Stubbing and Mocking makes your component examples independent of other components. You can stub methods on objects to let them return whatever you like. And you can use mock objects to replace instances of other classes.

What is Stub?

First thing to know about stub is: They are not mocks, and they arguably precede mocks in the history of TDD tooling. You can consider stub came before mock. We'll differentiate them shortly.

Stub provides a predefined response/result to a particular method call of an object.

Let's look at a simple example. Receiver#message returns a hypothetical value. But we don't want to test actual behaviour of the method message, instead just verify Receiver responds to it or not.

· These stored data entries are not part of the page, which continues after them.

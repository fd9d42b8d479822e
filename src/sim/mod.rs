//! Ball simulation
//!
//! All physics lives here. Given a seed and a config it is deterministic:
//! - Seeded RNG only
//! - Stable iteration order (creation order)
//! - No platform dependencies; drawing goes through the `Surface` trait

pub mod collision;
pub mod particle;
pub mod simulation;

pub use collision::{
    WallHit, bounce_off_walls, outside_walls, pair_mut, pull_inside, resolve_elastic,
};
pub use particle::Particle;
pub use simulation::{FrameStats, Simulation};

 it "returns the specified value" do
    receiver = Receiver.new
    receiver.stub(:message).and_return(:return_value)
    receiver.message.should eq(:return_value)
  end  

Mock vs Stub

This is one of the most discussed topic in TDD community and like wise has debatable answers.

An interesting [SO post to read][2] highlights the theoretical differences between Mock and Stub.

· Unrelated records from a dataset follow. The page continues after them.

//! Collision response: wall reflection and ball-ball elastic impulses

use glam::Vec2;

use super::particle::Particle;

/// Which walls a particle crossed this frame
#[derive(Debug, Clone, Copy, Default, PartialEq, Eq)]
pub struct WallHit {
    pub x: bool,
    pub y: bool,
}

impl WallHit {
    pub fn any(&self) -> bool {
        self.x || self.y
    }
}

/// Axes on which a particle's extent lies past the canvas edge
pub fn outside_walls(p: &Particle, bounds: Vec2) -> WallHit {
    let r = p.radius();
    WallHit {
        x: p.pos.x + r > bounds.x || p.pos.x - r < 0.0,
        y: p.pos.y + r > bounds.y || p.pos.y - r < 0.0,
    }
}

/// Flip velocity components that carry the ball further past a wall.
///
/// Axes are independent, so a corner hit flips both. A component already
/// heading back inside is left alone. Position is not touched: a ball that
/// crossed a wall stays there for this frame.
pub fn bounce_off_walls(p: &mut Particle, bounds: Vec2) -> WallHit {
    let r = p.radius();
    let hit = WallHit {
        x: (p.pos.x + r > bounds.x && p.vel.x > 0.0) || (p.pos.x - r < 0.0 && p.vel.x < 0.0),
        y: (p.pos.y + r > bounds.y && p.vel.y > 0.0) || (p.pos.y - r < 0.0 && p.vel.y < 0.0),
    };
    if hit.x {
        p.vel.x = -p.vel.x;
    }
    if hit.y {
        p.vel.y = -p.vel.y;
    }
    hit
}

/// Move the center back so the whole disc is inside the canvas.
///
/// Returns `true` if the position changed.
pub fn pull_inside(p: &mut Particle, bounds: Vec2) -> bool {
    let r = p.radius();
    let clamped = p.pos.clamp(Vec2::splat(r), bounds - Vec2::splat(r));
    let moved = clamped != p.pos;
    p.pos = clamped;
    moved
}

/// Exchange normal momentum between two balls, radius acting as mass.
///
/// Velocities are split along the line of centers (normal) and its
/// perpendicular (tangent). Normal components go through the 1D elastic
/// collision formula; tangent components pass through untouched.
///
/// Positions are not separated. Returns `false` without touching either ball
/// when the centers coincide and no normal exists.
pub fn resolve_elastic(a: &mut Particle, b: &mut Particle) -> bool {
    let Some(normal) = (b.pos - a.pos).try_normalize() else {
        log::warn!("Skipping collision between coincident balls at {}", a.pos);
        return false;
    };
    let tangent = normal.perp();

    let (r1, r2) = (a.radius(), b.radius());

    let v1n = a.vel.dot(normal);
    let v1t = a.vel.dot(tangent);
    let v2n = b.vel.dot(normal);
    let v2t = b.vel.dot(tangent);

    let new_v1n = (v1n * (r1 - r2) + 2.0 * r2 * v2n) / (r1 + r2);
    let new_v2n = (v2n * (r2 - r1) + 2.0 * r1 * v1n) / (r1 + r2);

    a.vel = new_v1n * normal + v1t * tangent;
    b.vel = new_v2n * normal + v2t * tangent;
    true
}

/// Mutable references to two distinct elements of a slice
///
/// Panics if `i == j` or either index is out of bounds.
pub fn pair_mut<T>(items: &mut [T], i: usize, j: usize) -> (&mut T, &mut T) {
    assert_ne!(i, j, "pair_mut needs distinct indices");
    if i < j {
        let (head, tail) = items.split_at_mut(j);
        (&mut head[i], &mut tail[0])
    } else {
        let (head, tail) = items.split_at_mut(i);
        (&mut tail[0], &mut head[j])
    }
}

#[cfg(test)]
mod tests {
    use super::*;
    use crate::render::PALETTE;
    use proptest::prelude::*;

    const EPS: f32 = 1e-4;

    fn ball(pos: (f32, f32), vel: (f32, f32), radius: f32) -> Particle {
        Particle::new(pos.into(), vel.into(), radius, PALETTE[0])
    }

    fn approx(a: Vec2, b: Vec2, tol: f32) -> bool {
        (a - b).abs().max_element() <= tol
    }

    #[test]
    fn test_head_on_equal_radii_swaps() {
        let mut a = ball((100.0, 100.0), (5.0, 0.0), 10.0);
        let mut b = ball((119.0, 100.0), (-5.0, 0.0), 10.0);
        assert!(a.overlaps(&b));

        assert!(resolve_elastic(&mut a, &mut b));
        assert!(approx(a.vel, Vec2::new(-5.0, 0.0), EPS));
        assert!(approx(b.vel, Vec2::new(5.0, 0.0), EPS));
        // Positions untouched
        assert_eq!(a.pos, Vec2::new(100.0, 100.0));
        assert_eq!(b.pos, Vec2::new(119.0, 100.0));
    }

    #[test]
    fn test_tangent_component_preserved() {
        // Line of centers is vertical; horizontal motion is tangential
        let mut a = ball((50.0, 50.0), (3.0, 2.0), 10.0);
        let mut b = ball((50.0, 65.0), (-1.0, -4.0), 10.0);
        resolve_elastic(&mut a, &mut b);

        assert!(approx(a.vel, Vec2::new(3.0, -4.0), EPS));
        assert!(approx(b.vel, Vec2::new(-1.0, 2.0), EPS));
    }

    #[test]
    fn test_heavier_ball_barely_slows() {
        // Big ball into a resting small one
        let mut big = ball((0.0, 0.0), (4.0, 0.0), 30.0);
        let mut small = ball((35.0, 0.0), (0.0, 0.0), 10.0);
        resolve_elastic(&mut big, &mut small);

        // v1' = 4 * 20/40 = 2, v2' = 2*30*4/40 = 6
        assert!(approx(big.vel, Vec2::new(2.0, 0.0), EPS));
        assert!(approx(small.vel, Vec2::new(6.0, 0.0), EPS));
    }

    #[test]
    fn test_coincident_centers_skipped() {
        let mut a = ball((10.0, 10.0), (1.0, 2.0), 5.0);
        let mut b = ball((10.0, 10.0), (-3.0, 0.5), 5.0);
        assert!(!resolve_elastic(&mut a, &mut b));
        assert_eq!(a.vel, Vec2::new(1.0, 2.0));
        assert_eq!(b.vel, Vec2::new(-3.0, 0.5));
    }

    #[test]
    fn test_bounce_right_wall() {
        let mut p = ball((1395.0, 300.0), (10.0, 3.0), 10.0);
        let hit = bounce_off_walls(&mut p, Vec2::new(1400.0, 700.0));
        assert_eq!(hit, WallHit { x: true, y: false });
        assert_eq!(p.vel, Vec2::new(-10.0, 3.0));
        assert_eq!(p.pos, Vec2::new(1395.0, 300.0));
    }

    #[test]
    fn test_bounce_corner_flips_both() {
        let mut p = ball((5.0, 695.0), (-2.0, 2.0), 10.0);
        let hit = bounce_off_walls(&mut p, Vec2::new(1400.0, 700.0));
        assert!(hit.x && hit.y);
        assert_eq!(p.vel, Vec2::new(2.0, -2.0));
    }

    #[test]
    fn test_no_bounce_inside() {
        let mut p = ball((700.0, 350.0), (2.0, 2.0), 10.0);
        let hit = bounce_off_walls(&mut p, Vec2::new(1400.0, 700.0));
        assert!(!hit.any());
        assert_eq!(p.vel, Vec2::new(2.0, 2.0));
    }

    #[test]
    fn test_no_flip_when_already_heading_inside() {
        // Past the right wall but moving left: flipping would send it back out
        let mut p = ball((1405.0, 300.0), (-3.0, 4.0), 10.0);
        let hit = bounce_off_walls(&mut p, Vec2::new(1400.0, 700.0));
        assert!(!hit.any());
        assert_eq!(p.vel, Vec2::new(-3.0, 4.0));

        let mut p = ball((300.0, -2.0), (1.0, 2.0), 10.0);
        assert!(!bounce_off_walls(&mut p, Vec2::new(1400.0, 700.0)).any());
        assert_eq!(p.vel, Vec2::new(1.0, 2.0));
    }

    #[test]
    fn test_outside_walls() {
        let bounds = Vec2::new(1400.0, 700.0);
        assert_eq!(
            outside_walls(&ball((1395.0, 300.0), (-1.0, 0.0), 10.0), bounds),
            WallHit { x: true, y: false }
        );
        assert!(!outside_walls(&ball((1390.0, 690.0), (0.0, 0.0), 10.0), bounds).any());
    }

    #[test]
    fn test_pull_inside() {
        let bounds = Vec2::new(1400.0, 700.0);
        let mut p = ball((1420.0, -5.0), (-2.0, 3.0), 10.0);
        assert!(pull_inside(&mut p, bounds));
        assert_eq!(p.pos, Vec2::new(1390.0, 10.0));
        assert_eq!(p.vel, Vec2::new(-2.0, 3.0));

        let mut p = ball((500.0, 500.0), (0.0, 0.0), 10.0);
        assert!(!pull_inside(&mut p, bounds));
        assert_eq!(p.pos, Vec2::new(500.0, 500.0));
    }

    #[test]
    fn test_touching_wall_is_not_a_hit() {
        let mut p = ball((1390.0, 10.0), (1.0, -1.0), 10.0);
        assert!(!bounce_off_walls(&mut p, Vec2::new(1400.0, 700.0)).any());
    }

    #[test]
    fn test_pair_mut() {
        let mut v = [1, 2, 3, 4];
        let (a, b) = pair_mut(&mut v, 3, 1);
        assert_eq!((*a, *b), (4, 2));
        std::mem::swap(a, b);
        assert_eq!(v, [1, 4, 3, 2]);

        let (a, b) = pair_mut(&mut v, 0, 2);
        assert_eq!((*a, *b), (1, 3));
    }

    #[test]
    #[should_panic]
    fn test_pair_mut_same_index_panics() {
        let mut v = [1, 2];
        let _ = pair_mut(&mut v, 1, 1);
    }

    fn arb_ball() -> impl Strategy<Value = Particle> {
        (
            -100.0f32..100.0,
            -100.0f32..100.0,
            -20.0f32..20.0,
            -20.0f32..20.0,
            1.0f32..30.0,
        )
            .prop_map(|(x, y, vx, vy, r)| ball((x, y), (vx, vy), r))
    }

    proptest! {
        #[test]
        fn prop_resolve_is_symmetric(a in arb_ball(), b in arb_ball()) {
            prop_assume!(a.pos.distance(b.pos) > 0.1);

            let (mut a1, mut b1) = (a.clone(), b.clone());
            resolve_elastic(&mut a1, &mut b1);

            let (mut a2, mut b2) = (a.clone(), b.clone());
            resolve_elastic(&mut b2, &mut a2);

            prop_assert!(approx(a1.vel, a2.vel, 1e-2));
            prop_assert!(approx(b1.vel, b2.vel, 1e-2));
        }

        #[test]
        fn prop_resolve_conserves_momentum_and_energy(a in arb_ball(), b in arb_ball()) {
            prop_assume!(a.pos.distance(b.pos) > 0.1);

            let p0 = a.momentum() + b.momentum();
            let e0 = a.kinetic_energy() + b.kinetic_energy();

            let (mut a, mut b) = (a, b);
            resolve_elastic(&mut a, &mut b);

            let p1 = a.momentum() + b.momentum();
            let e1 = a.kinetic_energy() + b.kinetic_energy();

            prop_assert!(approx(p0, p1, 0.05));
            prop_assert!((e0 - e1).abs() <= 1e-3 * e0.max(1.0));
        }

        #[test]
        fn prop_equal_radii_swap_normal_components(a in arb_ball(), b in arb_ball()) {
            prop_assume!(a.pos.distance(b.pos) > 0.1);

            let mut b = Particle::new(b.pos, b.vel, a.radius(), b.color());
            let mut a = a;
            let n = (b.pos - a.pos).normalize();
            let (v1n, v2n) = (a.vel.dot(n), b.vel.dot(n));

            resolve_elastic(&mut a, &mut b);

            prop_assert!((a.vel.dot(n) - v2n).abs() < 1e-3);
            prop_assert!((b.vel.dot(n) - v1n).abs() < 1e-3);
        }
    }
}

Ways of mocking and stubbing

  • mock_model is rspec's generic way of mocking a model.
  • Test doubles
  • Method stubs

We'll consider a Project model which belongs to a user.

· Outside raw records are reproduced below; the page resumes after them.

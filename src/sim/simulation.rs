//! Simulation state and the per-frame step
//!
//! The host owns the loop: it calls `step` once per repaint and decides when
//! to stop. Nothing here schedules itself.

use glam::Vec2;
use rand::{Rng, SeedableRng};
use rand_pcg::Pcg32;

use super::collision::{bounce_off_walls, outside_walls, pair_mut, pull_inside, resolve_elastic};
use super::particle::Particle;
use crate::consts::SPAWN_SPACING;
use crate::error::{Error, Result};
use crate::render::{Surface, palette_color};
use crate::settings::SimConfig;

/// Counters for the most recent frame
#[derive(Debug, Clone, Copy, Default, PartialEq, Eq)]
pub struct FrameStats {
    /// Particles that had at least one velocity component reflected
    pub wall_bounces: u32,
    /// Collision resolutions applied (each overlapping pair counts up to twice)
    pub collisions: u32,
    /// Overlapping pairs skipped because their centers coincide
    pub skipped: u32,
    /// Particles still past a wall one frame after crossing it, moved back in
    pub pulled_inside: u32,
}

/// All run state: configuration, RNG, and the ball collection
#[derive(Debug, Clone)]
pub struct Simulation {
    config: SimConfig,
    bounds: Vec2,
    seed: u64,
    rng: Pcg32,
    /// Balls in creation order
    particles: Vec<Particle>,
    initialized: bool,
    frame: u64,
    stats: FrameStats,
}

impl Simulation {
    /// Create an empty simulation. Call `initialize` to spawn the balls.
    pub fn new(config: SimConfig, seed: u64) -> Result<Self> {
        config.validate()?;
        Ok(Self {
            bounds: Vec2::new(config.width, config.height),
            config,
            seed,
            rng: Pcg32::seed_from_u64(seed),
            particles: Vec::new(),
            initialized: false,
            frame: 0,
            stats: FrameStats::default(),
        })
    }

    /// Create a simulation from explicit particles, skipping placement.
    ///
    /// Nothing about the particles is checked: the caller is responsible
    /// for radii matching the config, centers inside the canvas, and spacing.
    pub fn from_particles(config: SimConfig, particles: Vec<Particle>) -> Result<Self> {
        let mut sim = Self::new(config, 0)?;
        sim.particles = particles;
        sim.initialized = true;
        Ok(sim)
    }

    /// Spawn `ball_count` balls at random non-overlapping positions.
    ///
    /// Each ball is rejection-sampled until its center is at least
    /// `2 * radius` from every ball already placed. Without
    /// `max_placement_attempts` this never returns if the balls cannot fit.
    pub fn initialize(&mut self) -> Result<()> {
        if self.initialized {
            return Err(Error::AlreadyInitialized(self.particles.len()));
        }

        let count = self.config.ball_count;
        let half_speed = self.config.speed / 2.0;
        self.particles.reserve_exact(count);

        for ordinal in 1..=count {
            let color = palette_color(&self.config.palette, ordinal);
            let pos = self.sample_free_position(ordinal)?;
            let vel = Vec2::new(
                self.rng.random_range(-half_speed..=half_speed),
                self.rng.random_range(-half_speed..=half_speed),
            );
            self.particles
                .push(Particle::new(pos, vel, self.config.radius, color));
        }

        self.initialized = true;
        log::info!(
            "Spawned {} balls on {}x{} canvas (seed {})",
            count,
            self.bounds.x,
            self.bounds.y,
            self.seed
        );
        Ok(())
    }

    /// Rejection-sample a center clear of every placed ball
    fn sample_free_position(&mut self, ordinal: usize) -> Result<Vec2> {
        let r = self.config.radius;
        let spacing = SPAWN_SPACING * r;
        let mut attempts: u32 = 0;

        loop {
            attempts = attempts.saturating_add(1);
            let candidate = Vec2::new(
                self.rng.random_range(r..self.bounds.x - r),
                self.rng.random_range(r..self.bounds.y - r),
            );

            if !self
                .particles
                .iter()
                .any(|p| p.is_within(candidate, spacing))
            {
                log::trace!("Ball {} placed after {} attempts", ordinal, attempts);
                return Ok(candidate);
            }

            if self
                .config
                .max_placement_attempts
                .is_some_and(|max| attempts >= max)
            {
                log::warn!("Gave up placing ball {} after {} attempts", ordinal, attempts);
                return Err(Error::PlacementExhausted { ordinal, attempts });
            }
        }
    }

    /// Advance one frame and redraw.
    ///
    /// Per ball, in creation order: draw at the current position, move by
    /// velocity, reflect off walls, then resolve against every other ball it
    /// overlaps. Each overlapping pair is visited from both sides, so it can
    /// be resolved twice in one frame.
    ///
    /// A ball may end the frame in which it crosses a wall outside the
    /// canvas. If it started the frame outside and is still outside after
    /// moving, it is put back on the boundary, so no ball stays out for two
    /// frames in a row.
    pub fn step<S: Surface + ?Sized>(&mut self, surface: &mut S) {
        surface.clear();

        let mut stats = FrameStats::default();
        let n = self.particles.len();

        for i in 0..n {
            let ball = &mut self.particles[i];
            ball.draw(surface);
            let was_outside = outside_walls(ball, self.bounds).any();
            ball.pos += ball.vel;
            if bounce_off_walls(ball, self.bounds).any() {
                stats.wall_bounces += 1;
            }
            if was_outside && pull_inside(ball, self.bounds) {
                stats.pulled_inside += 1;
            }

            for j in 0..n {
                if i == j {
                    continue;
                }
                let (a, b) = pair_mut(&mut self.particles, i, j);
                if a.overlaps(b) {
                    if resolve_elastic(a, b) {
                        stats.collisions += 1;
                    } else {
                        stats.skipped += 1;
                    }
                }
            }
        }

        self.frame += 1;
        self.stats = stats;
        log::trace!("Frame {}: {:?}", self.frame, stats);
    }

    pub fn particles(&self) -> &[Particle] {
        &self.particles
    }

    pub fn config(&self) -> &SimConfig {
        &self.config
    }

    /// Canvas (width, height)
    pub fn bounds(&self) -> Vec2 {
        self.bounds
    }

    pub fn seed(&self) -> u64 {
        self.seed
    }

    pub fn is_initialized(&self) -> bool {
        self.initialized
    }

    /// Frames stepped so far
    pub fn frame(&self) -> u64 {
        self.frame
    }

    pub fn last_frame_stats(&self) -> FrameStats {
        self.stats
    }

    /// Total kinetic energy, radius as mass
    pub fn kinetic_energy(&self) -> f32 {
        self.particles.iter().map(Particle::kinetic_energy).sum()
    }

    /// Total momentum, radius as mass
    pub fn momentum(&self) -> Vec2 {
        self.particles.iter().map(Particle::momentum).sum()
    }
}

class Project < ActiveRecord::Base
  belong_to :user
  attr_accessible :name

  def name
    read_attribute(:name).presence || "#{user.fullo_name}'s project"
  end
end


mock_model

We can use the mock_model() method to provide a mock object that is configured to respond in this context as though it were an ActiveRecord model.

describe Project do
  it 'should be named after the user if no name is set' do
    user = mock_model(User, full_name: 'Rob Stark')
    project = Project.new
    project.user = user
    project.name.should == "Rob Stark's project"
  end
end

In the above example, we have mocked the User model and facilitated it to respond to full_name which we are calling in Project#name. As the execution will progress, project.user call will actually return user object created through mock_model.

Test Double

A test double is an object that stands in for another object in an example

describe Project do
  it 'should be named after the user if no name is set' do
    project = Project.new
    project.stub user: double(full_name: 'Rob Stark')
    project.name.should == "Rob Stark's project"
  end
end

This is a variant of the same test case, instead of mock_model we are using double method of rspec. But we are not directly assigning the double object to user as it would give a type mismatch error(that means an ActiveRecord object is expected). Hence we need to stub the user call with double(full_name: 'Rob Stark').

Method stubs

A method stub is a method that we can program to return predefined responses during the execution of a code example

describe Project do
  it 'should be named after the user if no name is set' do
    user = double('user')
    user.stub(:full_name).and_return('Rob Stark')
    project = Project.new
    project.stub(user: user)
    project.name.should == "Rob Stark's project"
  end
end

This example specifies that the user object generates a full_name in stub. The user double stands in for a real User User object. Read More on [Method-Stubs][3]

Summary

This concludes my article on When to mock and How to mock. If you still have a question like which way of 'mocking and stubbing' is prefered in what situation, then just follow the thumb rule:

If you are testing a higher level entity and are least worried about its specific behaviour use Mock.
And if you wish to test the details of a component and want to ignore the interactions with outside world, then go with stubbing.

Eventually you can have your own choice of doing things.